Between 2008 and 2011, along with colleagues at Swansea University, Bennett visited Japan to discuss the preservation and cataloguing work of the South Wales Coalfield Collection, and to tour coalfield and heritage sites on the island of Hokkaido and in the Joban coalfield. The visits were funded by the Japanese Society for the Promotion of Science and the Daiwa Anglo-Japanese Foundation. Reciprocal visits were made by Japanese researchers for symposia in Swansea and Gregynog.

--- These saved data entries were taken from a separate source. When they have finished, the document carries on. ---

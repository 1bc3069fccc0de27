use utoipa::OpenApi;

#[derive(OpenApi)]
#[openapi(
    paths(
        crate::handlers::submit::submit_expense,
        crate::handlers::health::health,
    ),
    components(schemas(
        crate::services::submission::SubmissionResponse,
        crate::error::ErrorResponse,
        crate::handlers::health::HealthResponse,
    )),
    tags(
        (name = "submissions", description = "Expense reimbursement submissions"),
        (name = "health", description = "Service health"),
    )
)]
pub struct ApiDoc;
//! Application initialization.

pub mod routes;
pub mod server;
pub mod services;

use std::sync::Arc;

use anyhow::Result;
use axum::Router;
use remit_core::Config;

use crate::state::AppState;

/// Initialize external service clients and build the router.
pub async fn initialize_app(config: Config) -> Result<(Arc<AppState>, Router)> {
    let state = services::initialize_services(&config).await?;
    let router = routes::build_router(state.clone());
    Ok((state, router))
}
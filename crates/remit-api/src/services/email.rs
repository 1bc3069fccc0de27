//! Confirmation email delivery via SMTP.

use async_trait::async_trait;
use lettre::message::header::ContentType;
use lettre::message::{Attachment, Mailbox, MultiPart, SinglePart};
use lettre::transport::smtp::authentication::Credentials;
use lettre::{AsyncSmtpTransport, AsyncTransport, Message, Tokio1Executor};
use remit_core::{AppError, Config};
use tracing::info;

/// One receipt attached to the confirmation email.
#[derive(Debug, Clone)]
pub struct EmailAttachment {
    pub filename: String,
    pub content_type: String,
    pub data: Vec<u8>,
}

/// A fully-assembled outgoing message.
#[derive(Debug, Clone)]
pub struct OutgoingEmail {
    pub to: String,
    pub cc: Vec<String>,
    pub subject: String,
    pub body: String,
    pub attachments: Vec<EmailAttachment>,
}

/// Mail-relay seam. The submission pipeline only needs one send operation;
/// tests substitute an in-memory implementation.
#[async_trait]
pub trait Mailer: Send + Sync {
    async fn send(&self, email: OutgoingEmail) -> Result<(), AppError>;
}

/// SMTP mailer backed by lettre.
#[derive(Clone)]
pub struct SmtpMailer {
    mailer: AsyncSmtpTransport<Tokio1Executor>,
    from: String,
}

impl SmtpMailer {
    /// Create the mailer from config. SMTP settings are required at startup,
    /// so missing ones surface as configuration errors here.
    pub fn from_config(config: &Config) -> Result<Self, AppError> {
        let host = config
            .smtp_host
            .as_deref()
            .ok_or_else(|| AppError::Configuration("SMTP_HOST not configured".to_string()))?;
        let from = config
            .smtp_from
            .clone()
            .ok_or_else(|| AppError::Configuration("SMTP_FROM not configured".to_string()))?;
        let port = config.smtp_port;

        let mailer = if config.smtp_tls {
            let builder = AsyncSmtpTransport::<Tokio1Executor>::starttls_relay(host)
                .map_err(|e| AppError::Configuration(format!("Invalid SMTP_HOST: {}", e)))?
                .port(port);
            let builder = if let (Some(user), Some(password)) =
                (config.smtp_user.clone(), config.smtp_password.clone())
            {
                builder.credentials(Credentials::new(user, password))
            } else {
                builder
            };
            info!(host = %host, port = port, "Mailer initialized (SMTP with STARTTLS)");
            builder.build()
        } else {
            let builder =
                AsyncSmtpTransport::<Tokio1Executor>::builder_dangerous(host).port(port);
            let builder = if let (Some(user), Some(password)) =
                (config.smtp_user.clone(), config.smtp_password.clone())
            {
                builder.credentials(Credentials::new(user, password))
            } else {
                builder
            };
            info!(host = %host, port = port, "Mailer initialized (SMTP)");
            builder.build()
        };

        Ok(SmtpMailer { mailer, from })
    }

    fn build_message(&self, email: &OutgoingEmail) -> Result<Message, AppError> {
        let from_addr: Mailbox = self
            .from
            .parse()
            .map_err(|e| AppError::Configuration(format!("Invalid SMTP_FROM: {}", e)))?;
        let to_addr: Mailbox = email
            .to
            .parse()
            .map_err(|e| AppError::Email(format!("Invalid recipient '{}': {}", email.to, e)))?;

        let mut builder = Message::builder()
            .from(from_addr)
            .to(to_addr)
            .subject(email.subject.clone());
        for cc in &email.cc {
            let cc_addr: Mailbox = cc
                .parse()
                .map_err(|e| AppError::Configuration(format!("Invalid CC address '{}': {}", cc, e)))?;
            builder = builder.cc(cc_addr);
        }

        let mut multipart = MultiPart::mixed().singlepart(
            SinglePart::builder()
                .header(ContentType::TEXT_PLAIN)
                .body(email.body.clone()),
        );
        for attachment in &email.attachments {
            let content_type = ContentType::parse(&attachment.content_type).map_err(|e| {
                AppError::Email(format!(
                    "Invalid attachment content type '{}': {}",
                    attachment.content_type, e
                ))
            })?;
            multipart = multipart.singlepart(
                Attachment::new(attachment.filename.clone())
                    .body(attachment.data.clone(), content_type),
            );
        }

        builder
            .multipart(multipart)
            .map_err(|e| AppError::Email(format!("Failed to build message: {}", e)))
    }
}

#[async_trait]
impl Mailer for SmtpMailer {
    async fn send(&self, email: OutgoingEmail) -> Result<(), AppError> {
        let to = email.to.clone();
        let attachment_count = email.attachments.len();
        let message = self.build_message(&email)?;

        self.mailer
            .send(message)
            .await
            .map_err(|e| AppError::Email(e.to_string()))?;

        info!(to = %to, attachments = attachment_count, "Confirmation email sent");
        Ok(())
    }
}
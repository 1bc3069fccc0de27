#[cfg(feature = "sheets-csv")]
use crate::CsvSpreadsheet;
#[cfg(feature = "sheets-http")]
use crate::HttpSpreadsheet;
use crate::{SheetsBackend, SheetsError, SheetsResult, Spreadsheet};
use remit_core::Config;
use std::sync::Arc;

/// Create a spreadsheet backend based on configuration
pub fn create_spreadsheet(config: &Config) -> SheetsResult<Arc<dyn Spreadsheet>> {
    match config.sheets_backend {
        #[cfg(feature = "sheets-http")]
        SheetsBackend::Http => {
            let spreadsheet_id = config.sheets_spreadsheet_id.clone().ok_or_else(|| {
                SheetsError::ConfigError("SHEETS_SPREADSHEET_ID not configured".to_string())
            })?;
            let api_token = config.sheets_api_token.clone().ok_or_else(|| {
                SheetsError::ConfigError("SHEETS_API_TOKEN not configured".to_string())
            })?;

            let sheet = HttpSpreadsheet::new(
                config.sheets_endpoint.clone(),
                spreadsheet_id,
                config.sheets_tab_name.clone(),
                api_token,
            )?;
            Ok(Arc::new(sheet))
        }

        #[cfg(not(feature = "sheets-http"))]
        SheetsBackend::Http => Err(SheetsError::ConfigError(
            "HTTP sheets backend not available (sheets-http feature not enabled)".to_string(),
        )),

        #[cfg(feature = "sheets-csv")]
        SheetsBackend::Csv => {
            let path = config.sheets_csv_path.clone().ok_or_else(|| {
                SheetsError::ConfigError("SHEETS_CSV_PATH not configured".to_string())
            })?;
            Ok(Arc::new(CsvSpreadsheet::new(path)))
        }

        #[cfg(not(feature = "sheets-csv"))]
        SheetsBackend::Csv => Err(SheetsError::ConfigError(
            "CSV sheets backend not available (sheets-csv feature not enabled)".to_string(),
        )),
    }
}
//! Spreadsheet abstraction trait
//!
//! This module defines the Spreadsheet trait that all spreadsheet backends
//! must implement.

use async_trait::async_trait;
use remit_core::models::SubmissionRow;
use remit_core::{AppError, SheetsBackend};
use thiserror::Error;

/// Spreadsheet operation errors
#[derive(Debug, Error)]
pub enum SheetsError {
    #[error("Spreadsheet unavailable: {0}")]
    Unavailable(String),

    #[error("Append failed: {0}")]
    AppendFailed(String),

    #[error("Configuration error: {0}")]
    ConfigError(String),
}

impl From<SheetsError> for AppError {
    fn from(err: SheetsError) -> Self {
        match err {
            SheetsError::Unavailable(msg) => AppError::ServiceUnavailable(msg),
            SheetsError::AppendFailed(msg) => AppError::ServiceUnavailable(msg),
            SheetsError::ConfigError(msg) => AppError::Configuration(msg),
        }
    }
}

/// Result type for spreadsheet operations
pub type SheetsResult<T> = Result<T, SheetsError>;

/// Spreadsheet abstraction trait
///
/// The destination sheet is pre-identified by configuration; the only
/// operations the pipeline needs are a reachability/credential check before
/// any receipt leaves the process, and an append of one submission row.
/// Rows are append-only: there is no update or delete lifecycle.
#[async_trait]
pub trait Spreadsheet: Send + Sync {
    /// Obtain/verify the handle to the destination sheet.
    async fn open(&self) -> SheetsResult<()>;

    /// Append one submission row.
    async fn append_row(&self, row: &SubmissionRow) -> SheetsResult<()>;

    /// Get the spreadsheet backend type
    fn backend_type(&self) -> SheetsBackend;
}
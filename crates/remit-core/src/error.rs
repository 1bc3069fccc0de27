//! Error types module
//!
//! All failures in the submission flow are unified under the `AppError`
//! enum: validation failures (which carry every violated constraint),
//! external-service failures (spreadsheet, storage, mail relay), and
//! configuration/internal errors.

use std::io;

/// Log level for error reporting
#[derive(Debug, Clone, Copy, PartialEq, Eq)]
pub enum LogLevel {
    /// Debug level - for expected errors like validation failures
    Debug,
    /// Warning level - for recoverable issues
    Warn,
    /// Error level - for unexpected failures
    Error,
}

/// Metadata for error responses - defines how an error should be presented.
/// This trait allows errors to self-describe their HTTP response characteristics.
pub trait ErrorMetadata {
    /// HTTP status code to return
    fn http_status_code(&self) -> u16;

    /// Machine-readable error code (e.g., "VALIDATION_ERROR")
    fn error_code(&self) -> &'static str;

    /// Whether this error is recoverable (can be retried)
    fn is_recoverable(&self) -> bool;

    /// Suggested action for the client
    fn suggested_action(&self) -> Option<&'static str>;

    /// Client-facing message (may differ from internal error message)
    fn client_message(&self) -> String;

    /// Whether details should be hidden in production
    fn is_sensitive(&self) -> bool;

    /// Log level for this error
    fn log_level(&self) -> LogLevel;
}

#[derive(Debug, thiserror::Error)]
pub enum AppError {
    #[error("Validation failed: {}", .0.join("; "))]
    Validation(Vec<String>),

    #[error("Service unavailable: {0}")]
    ServiceUnavailable(String),

    #[error("Failed to upload receipt '{filename}': {message}")]
    Upload { filename: String, message: String },

    #[error("Email error: {0}")]
    Email(String),

    #[error("Configuration error: {0}")]
    Configuration(String),

    #[error("Invalid input: {0}")]
    InvalidInput(String),

    #[error("Payload too large: {0}")]
    PayloadTooLarge(String),

    #[error("Not found: {0}")]
    NotFound(String),

    #[error("Internal error: {0}")]
    Internal(String),

    #[error("Internal error with source")]
    InternalWithSource {
        message: String,
        #[source]
        source: anyhow::Error,
    },
}

impl From<anyhow::Error> for AppError {
    fn from(err: anyhow::Error) -> Self {
        AppError::InternalWithSource {
            message: err.to_string(),
            source: err,
        }
    }
}

impl From<io::Error> for AppError {
    fn from(err: io::Error) -> Self {
        AppError::Internal(format!("IO error: {}", err))
    }
}

impl From<serde_json::Error> for AppError {
    fn from(err: serde_json::Error) -> Self {
        AppError::InvalidInput(format!("JSON parsing error: {}", err))
    }
}

/// Static metadata for each variant: (http_status, error_code, recoverable,
/// suggested_action, sensitive, log_level). `client_message` stays
/// per-variant for dynamic content.
fn app_error_static_metadata(
    err: &AppError,
) -> (
    u16,
    &'static str,
    bool,
    Option<&'static str>,
    bool,
    LogLevel,
) {
    match err {
        AppError::Validation(_) => (
            400,
            "VALIDATION_ERROR",
            false,
            Some("Correct the listed fields and submit again"),
            false,
            LogLevel::Debug,
        ),
        AppError::ServiceUnavailable(_) => (
            502,
            "SERVICE_UNAVAILABLE",
            true,
            Some("Retry after a short delay"),
            true,
            LogLevel::Error,
        ),
        AppError::Upload { .. } => (
            502,
            "UPLOAD_ERROR",
            true,
            Some("Retry after a short delay"),
            true,
            LogLevel::Error,
        ),
        AppError::Email(_) => (
            502,
            "EMAIL_ERROR",
            true,
            Some("Retry after a short delay"),
            true,
            LogLevel::Error,
        ),
        AppError::Configuration(_) => (
            500,
            "CONFIGURATION_ERROR",
            false,
            Some("Contact the service operator"),
            true,
            LogLevel::Error,
        ),
        AppError::InvalidInput(_) => (
            400,
            "INVALID_INPUT",
            false,
            Some("Check request parameters and try again"),
            false,
            LogLevel::Debug,
        ),
        AppError::PayloadTooLarge(_) => (
            413,
            "PAYLOAD_TOO_LARGE",
            false,
            Some("Reduce receipt file sizes"),
            false,
            LogLevel::Debug,
        ),
        AppError::NotFound(_) => (
            404,
            "NOT_FOUND",
            false,
            None,
            false,
            LogLevel::Debug,
        ),
        AppError::Internal(_) => (
            500,
            "INTERNAL_ERROR",
            true,
            Some("Retry after a short delay"),
            true,
            LogLevel::Error,
        ),
        AppError::InternalWithSource { .. } => (
            500,
            "INTERNAL_ERROR",
            true,
            Some("Retry after a short delay"),
            true,
            LogLevel::Error,
        ),
    }
}

impl AppError {
    /// Get the error type name for detailed error responses
    pub fn error_type(&self) -> &'static str {
        match self {
            AppError::Validation(_) => "Validation",
            AppError::ServiceUnavailable(_) => "ServiceUnavailable",
            AppError::Upload { .. } => "Upload",
            AppError::Email(_) => "Email",
            AppError::Configuration(_) => "Configuration",
            AppError::InvalidInput(_) => "InvalidInput",
            AppError::PayloadTooLarge(_) => "PayloadTooLarge",
            AppError::NotFound(_) => "NotFound",
            AppError::Internal(_) => "Internal",
            AppError::InternalWithSource { .. } => "Internal",
        }
    }

    /// All violated constraints, when this is a validation failure.
    pub fn violations(&self) -> Option<&[String]> {
        match self {
            AppError::Validation(messages) => Some(messages),
            _ => None,
        }
    }

    /// Get detailed error information including the error chain
    pub fn detailed_message(&self) -> String {
        use std::error::Error;

        let mut details = self.to_string();

        let mut source = self.source();
        let mut depth = 0;
        while let Some(err) = source {
            depth += 1;
            if depth > 5 {
                details.push_str("\n  ... (truncated)");
                break;
            }
            details.push_str(&format!("\n  Caused by: {}", err));
            source = err.source();
        }

        details
    }
}

impl ErrorMetadata for AppError {
    fn http_status_code(&self) -> u16 {
        app_error_static_metadata(self).0
    }

    fn error_code(&self) -> &'static str {
        app_error_static_metadata(self).1
    }

    fn is_recoverable(&self) -> bool {
        app_error_static_metadata(self).2
    }

    fn suggested_action(&self) -> Option<&'static str> {
        app_error_static_metadata(self).3
    }

    fn is_sensitive(&self) -> bool {
        app_error_static_metadata(self).4
    }

    fn log_level(&self) -> LogLevel {
        app_error_static_metadata(self).5
    }

    fn client_message(&self) -> String {
        match self {
            AppError::Validation(messages) => {
                format!("Submission is invalid: {}", messages.join("; "))
            }
            AppError::ServiceUnavailable(_) => "A required service is unavailable".to_string(),
            AppError::Upload { filename, .. } => {
                format!("Failed to upload receipt '{}'", filename)
            }
            AppError::Email(_) => "Failed to send the confirmation email".to_string(),
            AppError::Configuration(_) => "The service is misconfigured".to_string(),
            AppError::InvalidInput(msg) => msg.clone(),
            AppError::PayloadTooLarge(msg) => msg.clone(),
            AppError::NotFound(msg) => msg.clone(),
            AppError::Internal(_) => "Internal server error".to_string(),
            AppError::InternalWithSource { .. } => "Internal server error".to_string(),
        }
    }
}

#[cfg(test)]
mod tests {
    use super::*;

    #[test]
    fn test_error_metadata_validation() {
        let err = AppError::Validation(vec![
            "Item price must be at least 1".to_string(),
            "Check address is required".to_string(),
        ]);
        assert_eq!(err.http_status_code(), 400);
        assert_eq!(err.error_code(), "VALIDATION_ERROR");
        assert!(!err.is_recoverable());
        assert!(!err.is_sensitive());
        assert_eq!(err.log_level(), LogLevel::Debug);
        // Every violation surfaces to the client, not just the first.
        let message = err.client_message();
        assert!(message.contains("Item price must be at least 1"));
        assert!(message.contains("Check address is required"));
        assert_eq!(err.violations().map(<[String]>::len), Some(2));
    }

    #[test]
    fn test_error_metadata_upload_names_the_file() {
        let err = AppError::Upload {
            filename: "receipt-3.png".to_string(),
            message: "connection reset".to_string(),
        };
        assert_eq!(err.http_status_code(), 502);
        assert_eq!(err.error_code(), "UPLOAD_ERROR");
        assert!(err.is_recoverable());
        assert!(err.client_message().contains("receipt-3.png"));
        // The underlying cause stays out of the client message.
        assert!(!err.client_message().contains("connection reset"));
        assert!(err.is_sensitive());
    }

    #[test]
    fn test_error_metadata_service_unavailable_is_opaque() {
        let err = AppError::ServiceUnavailable("credentials rejected by sheets API".to_string());
        assert_eq!(err.http_status_code(), 502);
        assert!(err.is_sensitive());
        assert!(!err.client_message().contains("credentials"));
        assert_eq!(err.suggested_action(), Some("Retry after a short delay"));
    }

    #[test]
    fn test_detailed_message_includes_source_chain() {
        let source = anyhow::anyhow!("root cause").context("intermediate");
        let err = AppError::InternalWithSource {
            message: "wrapper".to_string(),
            source,
        };
        let details = err.detailed_message();
        assert!(details.contains("Caused by"));
        assert!(details.contains("root cause"));
    }
}
//! Backend selectors for the external spreadsheet and storage services.

use std::fmt;
use std::str::FromStr;

/// Receipt storage backend.
#[derive(Debug, Clone, Copy, PartialEq, Eq)]
pub enum StorageBackend {
    S3,
    Local,
}

impl FromStr for StorageBackend {
    type Err = String;

    fn from_str(s: &str) -> Result<Self, Self::Err> {
        match s.to_lowercase().as_str() {
            "s3" => Ok(StorageBackend::S3),
            "local" => Ok(StorageBackend::Local),
            other => Err(format!("Unknown storage backend '{}'", other)),
        }
    }
}

impl fmt::Display for StorageBackend {
    fn fmt(&self, f: &mut fmt::Formatter<'_>) -> fmt::Result {
        match self {
            StorageBackend::S3 => write!(f, "s3"),
            StorageBackend::Local => write!(f, "local"),
        }
    }
}

/// Spreadsheet backend.
#[derive(Debug, Clone, Copy, PartialEq, Eq)]
pub enum SheetsBackend {
    Http,
    Csv,
}

impl FromStr for SheetsBackend {
    type Err = String;

    fn from_str(s: &str) -> Result<Self, Self::Err> {
        match s.to_lowercase().as_str() {
            "http" => Ok(SheetsBackend::Http),
            "csv" => Ok(SheetsBackend::Csv),
            other => Err(format!("Unknown sheets backend '{}'", other)),
        }
    }
}

impl fmt::Display for SheetsBackend {
    fn fmt(&self, f: &mut fmt::Formatter<'_>) -> fmt::Result {
        match self {
            SheetsBackend::Http => write!(f, "http"),
            SheetsBackend::Csv => write!(f, "csv"),
        }
    }
}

=== Metallurgical Industry Collections ===
Bennett has worked on a number of projects, and utilised the expertise of her team, to raise the profile and increase access to the metallurgical collections held at the Richard Burton Archives, particularly copper, tinplate and steel. These projects have included:-
- Working with Copper. In 2010 the Economic and Social Research Council (ESRC) awarded Swansea University and its partners £95,000 to raise awareness of the rich heritage of a once internationally famed Welsh copper industry
- Between 2009 and 2012, Bennett made successful bids on behalf of ARCW for funding to the National Cataloguing Grants Scheme (NCGS) and MALD relating to cataloguing and promoting business archives across Wales.
- From 2012 Bennett worked in collaboration with ARCW to increase knowledge and accessibility of steel archives and the history of the steel industry in Wales. This began with a scoping study of records at Tata Steel Record Centre in Shotton and archive services across Wales. This provided the evidence for a further successful application to NCGS for a project to catalogue steel records, Wales Showing Our Metal, and a complementary conservation project Forging Ahead, which was funded by National Manuscripts Conservation Trust (NMCT).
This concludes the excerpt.